A bacterium in New Jersey's acidic soils could destroy per- and polyfluoroalkyl substances, or PFAs. Delaware's hot spots are southeast of the New Castle airport and west of Dover AFB toward the St. Jones River.
It’s not quite the creature from the black lagoon. But it’s close.
Researchers at Princeton University have discovered that a bacterium found in New Jersey’s acidic soils has the potential to destroy per- and polyfluoroalkyl substances, or PFAs. The toxic, man-made chemicals are the culprits behind an increasing number of drinking water crises across the United States, including widespread contamination in southeast Pennsylvania and at several sites across New Jersey.
One of the biggest problems with PFAs is that the chemicals are built on a carbon-fluorine bond, one of the strongest in chemistry. It makes the chemicals nearly indestructible, with no known natural processes that can completely break them down.
“They have been viewed typically as non-biodegradable,” said Peter Jaffé, a professor of civil and environmental engineering at Princeton.
Enter “acidimicrobium strain A6,” which the less scientifically inclined can just call “A6.” In 2005, Jaffé was studying wetlands in the Assunpink Wildlife Management Area, 12 miles east of Trenton in Upper Freehold, Monmouth County, when he came across the bacterium. It was doing unusual things — living off ammonium and iron — and Jaffé was curious.
“It had some genes for enzymes that looked intriguing,” Jaffé said, as only an environmental scientist could.
By 2018, Jaffé and his team had isolated A6 in the lab and further studied it. The bacterium had qualities similar to microbes that are known to break down other harmful chemicals, such as trichloroethyelene. But what would A6 do to a stronger compound?
“Given the interest in PFAS, we said, ‘Let’s try it,’” Jaffé said.
The results, which Jaffé and research associate Shan Huang published this month in Environmental Science & Technology, are eye-catching. After adding the PFAs chemical perfluorooctanoic acid (PFOA) to hundreds of vials containing A6, and letting them sit for various periods of time, Jaffé observed the bacterium removed as much as 60% of the chemical.
What’s more, his team was able to ascertain that the microbe wasn’t just breaking PFOA down to “smaller” PFAs that still contained the carbon-fluorine bond, which is a concern for other known treatment methods. A6 was actually breaking the bond and creating free-floating fluorides.
They ultimately looked at 20 different kinds of PFAs structures, and found that none escaped A6′s appetite.
“We could see that all of them we could defluorinate,” Jaffé said, stifling a smile. “Which is ... novel.”
But Jaffé admits there is a long way to go between the early promising results and using A6 at the hundreds of sites across the country where PFAs is known to have contaminated drinking water or the environment. The Department of Defense has agreed to fund additional work to figure out exactly how A6 is able to break the bonds, and chemical companies have come calling.

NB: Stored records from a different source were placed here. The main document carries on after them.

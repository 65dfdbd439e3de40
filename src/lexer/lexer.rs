use log::{trace, warn};
use nix::unistd::{User, geteuid};
use thiserror::Error;

use super::token::{Token, TokenKind};
use crate::environment::Environment;

/// Longest command element, counted in characters read from the line.
/// Values substituted for `$NAME` and `~` do not count.
pub const ELEMENT_MAX: usize = 256;
/// Longest accepted input line in bytes.
pub const INPUT_MAX: usize = 4096 * 4;

// Punctuation allowed in a word besides letters and digits.
const WORD_PUNCT: &str = "!\"#%'()*+,-./:;?@[]&\\^_`{}";

#[derive(Debug, Clone, PartialEq, Eq, Error)]
pub enum LexError {
    #[error("unexpected character '{0}' at position {1}")]
    UnexpectedChar(char, usize),
    #[error("command element at position {pos} is longer than {max} characters")]
    ElementTooLong { pos: usize, max: usize },
    #[error("input line is {len} bytes, the limit is {max}")]
    LineTooLong { len: usize, max: usize },
}

/// Scanner over one input line.
///
/// Only one token is live at a time: every call to [`Lexer::next_token`]
/// overwrites the current token in place. The line itself is never copied
/// or rewritten, the lexer just moves a byte offset forward.
pub struct Lexer<'a> {
    input: &'a str,
    pos: usize,
    lookahead: Option<char>,
    token: Token,
    scanned: usize,
    line_ended: bool,
    env: &'a Environment,
}

impl<'a> Lexer<'a> {
    pub fn new(input: &'a str, env: &'a Environment) -> Self {
        Lexer {
            input,
            pos: 0,
            lookahead: input.chars().next(),
            token: Token::new(TokenKind::Error, ""),
            scanned: 0,
            line_ended: false,
            env,
        }
    }

    pub fn current_token(&self) -> &Token {
        &self.token
    }

    /// Scans the next token. After the end of the line has been reported
    /// every further call yields `EndOfFile`.
    pub fn next_token(&mut self) -> Result<&Token, LexError> {
        self.token = Token::new(TokenKind::Error, String::new());
        self.scanned = 0;
        if let Err(e) = self.scan() {
            self.token = Token::new(TokenKind::Error, e.to_string());
            return Err(e);
        }
        trace!("token {:?} {:?}", self.token.kind, self.token.text);
        Ok(&self.token)
    }

    /// Collects tokens up to and including the first line terminator.
    pub fn tokenize_all(&mut self) -> Result<Vec<Token>, LexError> {
        let mut tokens = Vec::new();
        loop {
            let token = self.next_token()?.clone();
            let done = token.is_terminator();
            tokens.push(token);
            if done {
                return Ok(tokens);
            }
        }
    }

    fn bump(&mut self) -> Option<char> {
        let c = self.lookahead?;
        self.pos += c.len_utf8();
        self.lookahead = self.input[self.pos..].chars().next();
        Some(c)
    }

    fn scan(&mut self) -> Result<(), LexError> {
        if self.input.len() > INPUT_MAX {
            return Err(LexError::LineTooLong {
                len: self.input.len(),
                max: INPUT_MAX,
            });
        }

        while matches!(self.lookahead, Some(c) if c != '\n' && c.is_whitespace()) {
            self.bump();
        }

        let start = self.pos;
        match self.lookahead {
            None => {
                self.token.kind = if self.line_ended {
                    TokenKind::EndOfFile
                } else {
                    self.line_ended = true;
                    TokenKind::EndOfLine
                };
            }
            Some('\n') => {
                self.bump();
                self.line_ended = true;
                self.token.kind = TokenKind::EndOfLine;
            }
            Some('<') => self.operator(TokenKind::RedirectIn),
            Some('>') => self.operator(TokenKind::RedirectOut),
            Some('|') => self.operator(TokenKind::Pipe),
            Some('~') => {
                self.bump();
                self.token.kind = TokenKind::Word;
                self.expand_home();
                self.scan_word(start)?;
            }
            Some('$') => {
                self.token.kind = TokenKind::Word;
                self.scan_word(start)?;
            }
            Some(c) if c.is_ascii_digit() => {
                self.token.kind = TokenKind::Number;
                self.scan_word(start)?;
            }
            Some(c) if is_word_start(c) => {
                self.token.kind = TokenKind::Word;
                self.scan_word(start)?;
            }
            Some(c) => return Err(LexError::UnexpectedChar(c, start)),
        }
        Ok(())
    }

    fn operator(&mut self, kind: TokenKind) {
        if let Some(c) = self.bump() {
            self.token.kind = kind;
            self.token.text.push(c);
        }
    }

    fn scan_word(&mut self, start: usize) -> Result<(), LexError> {
        while let Some(c) = self.lookahead {
            match c {
                '$' => {
                    self.bump();
                    self.count_literal(start)?;
                    self.expand_variable(start)?;
                }
                '=' => {
                    if self.token.kind == TokenKind::Word && is_identifier(&self.token.text) {
                        self.token.kind = TokenKind::EnvironmentAssignment;
                    }
                    self.push(c, start)?;
                    self.bump();
                }
                c if is_word_char(c) => {
                    self.push(c, start)?;
                    self.bump();
                }
                _ => break,
            }
        }
        if self.token.kind == TokenKind::Number
            && !self.token.text.bytes().all(|b| b.is_ascii_digit())
        {
            self.token.kind = TokenKind::Word;
        }
        Ok(())
    }

    fn count_literal(&mut self, start: usize) -> Result<(), LexError> {
        if self.scanned >= ELEMENT_MAX {
            return Err(LexError::ElementTooLong {
                pos: start,
                max: ELEMENT_MAX,
            });
        }
        self.scanned += 1;
        Ok(())
    }

    fn push(&mut self, c: char, start: usize) -> Result<(), LexError> {
        self.count_literal(start)?;
        self.token.text.push(c);
        Ok(())
    }

    // Called with the `$` already consumed.
    fn expand_variable(&mut self, start: usize) -> Result<(), LexError> {
        let mut name = String::new();
        if self.lookahead == Some('?') {
            self.bump();
            self.count_literal(start)?;
            name.push('?');
        } else {
            while let Some(c) = self
                .lookahead
                .filter(|c| c.is_ascii_alphanumeric() || *c == '_')
            {
                self.bump();
                self.count_literal(start)?;
                name.push(c);
            }
        }

        if name.is_empty() {
            self.token.text.push('$');
            return Ok(());
        }
        match self.env.get(&name) {
            Some(value) => self.token.text.push_str(value),
            None => trace!("${} is not set, expanding to nothing", name),
        }
        Ok(())
    }

    fn expand_home(&mut self) {
        if let Some(home) = self.env.get("HOME") {
            self.token.text.push_str(home);
            return;
        }

        let uid = geteuid();
        match User::from_uid(uid) {
            Ok(Some(user)) if !user.dir.as_os_str().is_empty() => {
                self.token.text.push_str(&user.dir.to_string_lossy());
            }
            Ok(Some(user)) => {
                self.token.text.push_str("/home/");
                self.token.text.push_str(&user.name);
            }
            Ok(None) => warn!("cannot find username for UID {}", uid),
            Err(e) => warn!("user lookup for UID {} failed: {}", uid, e),
        }
    }
}

fn is_word_start(c: char) -> bool {
    c.is_ascii_alphanumeric() || WORD_PUNCT.contains(c)
}

fn is_word_char(c: char) -> bool {
    is_word_start(c) || c == '~'
}

fn is_identifier(s: &str) -> bool {
    let mut chars = s.chars();
    matches!(chars.next(), Some(c) if c.is_ascii_alphabetic() || c == '_')
        && chars.all(|c| c.is_ascii_alphanumeric() || c == '_')
}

Jaffé also wants to demonstrate that A6 can clear its plate.
“Questions have been raised, can we really get to 100%?” Jaffé said.
There are also questions about ideal conditions. A6 thrives in soils that are acidic and iron rich, common in New Jersey. That’s promising for sites like Joint Base McGuire-Dix-Lakehurst, a site of significant PFAs contamination just 13 miles from Assunpink. A6 has also been found in South Carolina and China.
But environments with karst limestone geology, found in Pennsylvania, are not ideal. Jaffé says they’ll have to tinker: Can they adjust local soil conditions to help A6 thrive in those types of environments? One idea calls for the burying of electrodes to give A6 an extra energy boost in places with low iron, but it’s just a theory.
Perhaps the most practical application would be to create large chambers with ideal A6 living conditions. Then, PFAs could be removed from water with filters. When the filters are washed out, the hyper-concentrated PFAs leftovers could go right into the chamber, as breakfast, lunch and dinner for the microbes.
Or, Jaffé says, the microbes could be put to work eating through leftover sludge from wastewater treatment plants impacted by PFAS.
But, first things first. Jaffé says he’ll begin his DOD-funded work next spring, which will provide access to high-tech equipment to better understand how A6 works.
It may take a while to develop a usable, real-world application. But Jaffé says if it is achieved, early results indicate the microbe from New Jersey has the potential to eat through significant amounts of PFAs in months to a year.
“For what is termed a ‘forever chemical,’ 100 days to one year is fine,” Jaffé said.